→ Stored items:
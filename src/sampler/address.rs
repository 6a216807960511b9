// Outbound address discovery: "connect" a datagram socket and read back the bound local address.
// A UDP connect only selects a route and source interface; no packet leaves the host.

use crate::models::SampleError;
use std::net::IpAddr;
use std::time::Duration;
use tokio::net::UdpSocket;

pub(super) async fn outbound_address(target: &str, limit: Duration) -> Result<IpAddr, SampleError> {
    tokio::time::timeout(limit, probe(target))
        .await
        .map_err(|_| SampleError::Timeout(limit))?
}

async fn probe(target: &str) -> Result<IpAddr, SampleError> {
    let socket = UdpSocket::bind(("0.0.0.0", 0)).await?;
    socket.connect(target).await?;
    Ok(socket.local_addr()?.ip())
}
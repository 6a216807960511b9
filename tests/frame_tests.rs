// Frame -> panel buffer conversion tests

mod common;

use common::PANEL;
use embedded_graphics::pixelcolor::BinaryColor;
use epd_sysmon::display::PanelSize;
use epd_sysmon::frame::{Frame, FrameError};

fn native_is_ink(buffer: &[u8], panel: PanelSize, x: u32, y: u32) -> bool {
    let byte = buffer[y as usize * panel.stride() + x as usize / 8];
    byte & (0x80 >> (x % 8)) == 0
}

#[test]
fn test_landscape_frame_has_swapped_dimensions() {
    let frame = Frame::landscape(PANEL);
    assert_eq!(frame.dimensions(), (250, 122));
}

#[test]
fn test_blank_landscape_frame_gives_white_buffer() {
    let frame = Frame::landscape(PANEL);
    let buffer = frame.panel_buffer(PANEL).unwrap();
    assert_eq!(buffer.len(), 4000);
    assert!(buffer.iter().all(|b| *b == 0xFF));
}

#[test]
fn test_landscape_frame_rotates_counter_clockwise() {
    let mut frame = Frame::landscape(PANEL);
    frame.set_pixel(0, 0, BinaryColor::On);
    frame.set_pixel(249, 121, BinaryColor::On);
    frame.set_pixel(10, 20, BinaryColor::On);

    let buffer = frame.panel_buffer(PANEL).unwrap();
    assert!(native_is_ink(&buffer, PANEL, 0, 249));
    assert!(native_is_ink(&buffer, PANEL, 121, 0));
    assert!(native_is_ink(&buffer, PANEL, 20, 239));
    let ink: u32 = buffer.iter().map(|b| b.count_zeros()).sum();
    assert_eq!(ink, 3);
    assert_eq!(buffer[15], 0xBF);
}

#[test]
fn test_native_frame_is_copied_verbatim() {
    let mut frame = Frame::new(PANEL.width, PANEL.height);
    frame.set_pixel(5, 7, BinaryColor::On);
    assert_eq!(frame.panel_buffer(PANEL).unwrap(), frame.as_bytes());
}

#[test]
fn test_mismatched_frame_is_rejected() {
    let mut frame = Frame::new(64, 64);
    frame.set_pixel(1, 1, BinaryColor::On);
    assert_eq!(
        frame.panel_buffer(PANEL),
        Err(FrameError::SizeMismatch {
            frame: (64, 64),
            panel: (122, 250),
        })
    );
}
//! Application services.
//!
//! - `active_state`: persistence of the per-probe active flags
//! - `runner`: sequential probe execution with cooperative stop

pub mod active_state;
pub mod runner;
---
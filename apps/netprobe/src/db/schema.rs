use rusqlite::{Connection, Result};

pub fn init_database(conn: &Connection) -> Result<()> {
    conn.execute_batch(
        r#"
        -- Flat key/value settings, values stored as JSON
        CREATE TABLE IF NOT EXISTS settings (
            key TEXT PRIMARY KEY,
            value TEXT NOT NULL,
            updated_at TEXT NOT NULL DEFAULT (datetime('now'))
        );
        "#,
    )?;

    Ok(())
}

→ Task: Go to the line with "filename src/sampler/address.rs" in the entries above and repeat every line from there through the line with "buffer conversion tests", exactly and with no other text.

→ Task result:
filename src/sampler/address.rs
repository 6a216807960511b9
// Outbound address discovery: "connect" a datagram socket and read back the bound local address.
// A UDP connect only selects a route and source interface; no packet leaves the host.

use crate::models::SampleError;
use std::net::IpAddr;
use std::time::Duration;
use tokio::net::UdpSocket;

pub(super) async fn outbound_address(target: &str, limit: Duration) -> Result<IpAddr, SampleError> {
    tokio::time::timeout(limit, probe(target))
        .await
        .map_err(|_| SampleError::Timeout(limit))?
}

async fn probe(target: &str) -> Result<IpAddr, SampleError> {
    let socket = UdpSocket::bind(("0.0.0.0", 0)).await?;
    socket.connect(target).await?;
    Ok(socket.local_addr()?.ip())
}
repository 6a216807960511b9
filename tests/frame_tests.rs
// Frame -> panel buffer conversion tests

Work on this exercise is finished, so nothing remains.